A 5.00-L flask contains nitrogen gas at 25°C and 1.00 atm pressure. What is the final pressure in the flask if an additional 2.00 g of N2 gas is added to the flask and the flask cooled to -55°C?

a.) 0.987 atm

b.) 1.35 atm

c.) 1.84 atm

d.) 0.255 atm

Answer 1

Ans. # Calculate initial moles of N2 using ideal gas equation-

            # Now, using ideal gas equation-

            PV = nRT                  - equation 1                        

            Where, P = pressure in atm

            V = volume in L                   

            n = number of moles

            R = universal gas constant= 0.0821 atm L mol^-1K^-1

            T = absolute temperature (in K) = (⁰C + 273.15) K

Putting the values in equation 0-1

            1.00 atm x 5.00 L = n x (0.0821 atm L mol^-1K^-1) x 298.15 K

            Or, 5.00 atm L = n x 24.478115 atm L mol^-1

            Or, n = 5.00 atm L / 24.478115 atm L mol^-1

            Hence, n = 0.003354 mol

# Mole of N2 added to vessel = Mass of N2 / Molar mass

                                    = 2.0 g / (28.01348 g / mol)

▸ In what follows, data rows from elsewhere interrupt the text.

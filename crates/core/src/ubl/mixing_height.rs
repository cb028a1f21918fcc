//! Diurnal mixing-height schedule
//!
//! The mixing height sits at its nighttime value until sunrise, rises along a
//! raised-cosine ramp of width `transition_hours` to the daytime value, and
//! falls back along the mirrored ramp ending at sunset. Both ramps have zero
//! slope at their ends, so the height is continuous and smooth, and it never
//! leaves `[night, day]`.

use crate::config::GeoParams;
use crate::numerics::{lerp, raised_cosine};
use crate::solar::DaylightWindow;

#[derive(Debug, Clone, Copy, PartialEq)]
pub struct MixingHeightSchedule {
    /// Daytime mixing height (m)
    pub day: f64,
    /// Nighttime mixing height (m)
    pub night: f64,
    /// Width of the sunrise and sunset ramps (hours)
    pub transition_hours: f64,
}

impl MixingHeightSchedule {
    pub fn from_geo(geo: &GeoParams) -> Self {
        Self {
            day: geo.day_bl_height,
            night: geo.night_bl_height,
            transition_hours: geo.transition_hours,
        }
    }

    /// Fraction of the way from night to day height at `solar_hour`
    pub fn daytime_fraction(&self, solar_hour: f64, window: &DaylightWindow) -> f64 {
        let rise = raised_cosine((solar_hour - window.sunrise) / self.transition_hours);
        let set = raised_cosine((window.sunset - solar_hour) / self.transition_hours);
        rise.min(set)
    }

    /// Mixing height (m) at `solar_hour`
    pub fn height(&self, solar_hour: f64, window: &DaylightWindow) -> f64 {
        lerp(self.night, self.day, self.daytime_fraction(solar_hour, window))
    }
}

                                    = 0.071394 mol

# Total moles of N2 in vessel = Initial moles + Moles added

                                    = 0.003354 mol + 0.071394 mol

                                    = 0.074748 mol

# Calculate the pressure using equation 1-

Putting the new set of values (at -55.0⁰C) in equation 1-

            P x 5.00 L = 0.074748 x (0.0821 atm L mol^-1K^-1) x 218.15 K

            Or, P = 1.33875 atm L / 5.00 L

            Hence, P = 0.2677 atm

Hence, pressure in vessel, P = 0.2677 atm